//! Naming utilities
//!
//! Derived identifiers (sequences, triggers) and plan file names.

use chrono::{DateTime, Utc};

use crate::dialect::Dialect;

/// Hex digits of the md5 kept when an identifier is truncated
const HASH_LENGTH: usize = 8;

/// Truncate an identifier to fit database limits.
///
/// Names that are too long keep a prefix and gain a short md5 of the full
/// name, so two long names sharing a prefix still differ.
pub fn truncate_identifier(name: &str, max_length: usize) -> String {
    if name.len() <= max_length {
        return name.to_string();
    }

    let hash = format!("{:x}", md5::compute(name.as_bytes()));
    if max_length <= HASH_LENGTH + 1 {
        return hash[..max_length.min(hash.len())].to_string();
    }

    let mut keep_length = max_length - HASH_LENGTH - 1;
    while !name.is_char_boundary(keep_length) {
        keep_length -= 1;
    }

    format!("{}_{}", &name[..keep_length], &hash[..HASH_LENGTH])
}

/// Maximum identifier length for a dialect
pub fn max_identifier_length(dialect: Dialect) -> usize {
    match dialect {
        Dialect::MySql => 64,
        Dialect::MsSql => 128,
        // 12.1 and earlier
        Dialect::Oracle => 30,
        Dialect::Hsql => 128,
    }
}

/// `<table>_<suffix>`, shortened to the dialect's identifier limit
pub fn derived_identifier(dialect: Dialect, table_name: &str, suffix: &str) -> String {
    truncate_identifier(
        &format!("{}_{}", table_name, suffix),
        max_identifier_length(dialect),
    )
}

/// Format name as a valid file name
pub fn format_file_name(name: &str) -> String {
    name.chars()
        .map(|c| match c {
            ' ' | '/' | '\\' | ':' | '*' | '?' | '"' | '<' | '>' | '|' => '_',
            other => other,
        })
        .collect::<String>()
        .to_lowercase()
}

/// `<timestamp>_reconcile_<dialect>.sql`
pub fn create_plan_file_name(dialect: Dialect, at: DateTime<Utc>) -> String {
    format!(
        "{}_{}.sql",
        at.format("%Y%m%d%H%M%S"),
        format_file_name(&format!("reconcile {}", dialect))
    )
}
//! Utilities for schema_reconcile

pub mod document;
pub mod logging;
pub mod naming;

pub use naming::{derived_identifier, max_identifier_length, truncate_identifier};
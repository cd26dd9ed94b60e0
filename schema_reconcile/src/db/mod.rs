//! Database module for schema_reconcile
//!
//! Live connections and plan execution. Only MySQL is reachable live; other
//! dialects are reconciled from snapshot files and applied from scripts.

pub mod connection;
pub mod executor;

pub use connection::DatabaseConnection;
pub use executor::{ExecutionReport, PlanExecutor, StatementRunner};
━━━━━━━━━━
Word for word, copy out all the data given above.

//! Naming utilities
//!
//! Derived identifiers (sequences, triggers) and plan file names.

use chrono::{DateTime, Utc};

use crate::dialect::Dialect;

/// Hex digits of the md5 kept when an identifier is truncated
const HASH_LENGTH: usize = 8;

/// Truncate an identifier to fit database limits.
///
/// Names that are too long keep a prefix and gain a short md5 of the full
/// name, so two long names sharing a prefix still differ.
pub fn truncate_identifier(name: &str, max_length: usize) -> String {
    if name.len() <= max_length {
        return name.to_string();
    }

    let hash = format!("{:x}", md5::compute(name.as_bytes()));
    if max_length <= HASH_LENGTH + 1 {
        return hash[..max_length.min(hash.len())].to_string();
    }

    let mut keep_length = max_length - HASH_LENGTH - 1;
    while !name.is_char_boundary(keep_length) {
        keep_length -= 1;
    }

    format!("{}_{}", &name[..keep_length], &hash[..HASH_LENGTH])
}

/// Maximum identifier length for a dialect
pub fn max_identifier_length(dialect: Dialect) -> usize {
    match dialect {
        Dialect::MySql => 64,
        Dialect::MsSql => 128,
        // 12.1 and earlier
        Dialect::Oracle => 30,
        Dialect::Hsql => 128,
    }
}

/// `<table>_<suffix>`, shortened to the dialect's identifier limit
pub fn derived_identifier(dialect: Dialect, table_name: &str, suffix: &str) -> String {
    truncate_identifier(
        &format!("{}_{}", table_name, suffix),
        max_identifier_length(dialect),
    )
}

/// Format name as a valid file name
pub fn format_file_name(name: &str) -> String {
    name.chars()
        .map(|c| match c {
            ' ' | '/' | '\\' | ':' | '*' | '?' | '"' | '<' | '>' | '|' => '_',
            other => other,
        })
        .collect::<String>()
        .to_lowercase()
}

/// `<timestamp>_reconcile_<dialect>.sql`
pub fn create_plan_file_name(dialect: Dialect, at: DateTime<Utc>) -> String {
    format!(
        "{}_{}.sql",
        at.format("%Y%m%d%H%M%S"),
        format_file_name(&format!("reconcile {}", dialect))
    )
}
//! Utilities for schema_reconcile

pub mod document;
pub mod logging;
pub mod naming;

pub use naming::{derived_identifier, max_identifier_length, truncate_identifier};
repository cd26dd9ed94b60e0
filename schema_reconcile/src/db/mod.rs
//! Database module for schema_reconcile
//!
//! Live connections and plan execution. Only MySQL is reachable live; other
//! dialects are reconciled from snapshot files and applied from scripts.

pub mod connection;
pub mod executor;

pub use connection::DatabaseConnection;
pub use executor::{ExecutionReport, PlanExecutor, StatementRunner};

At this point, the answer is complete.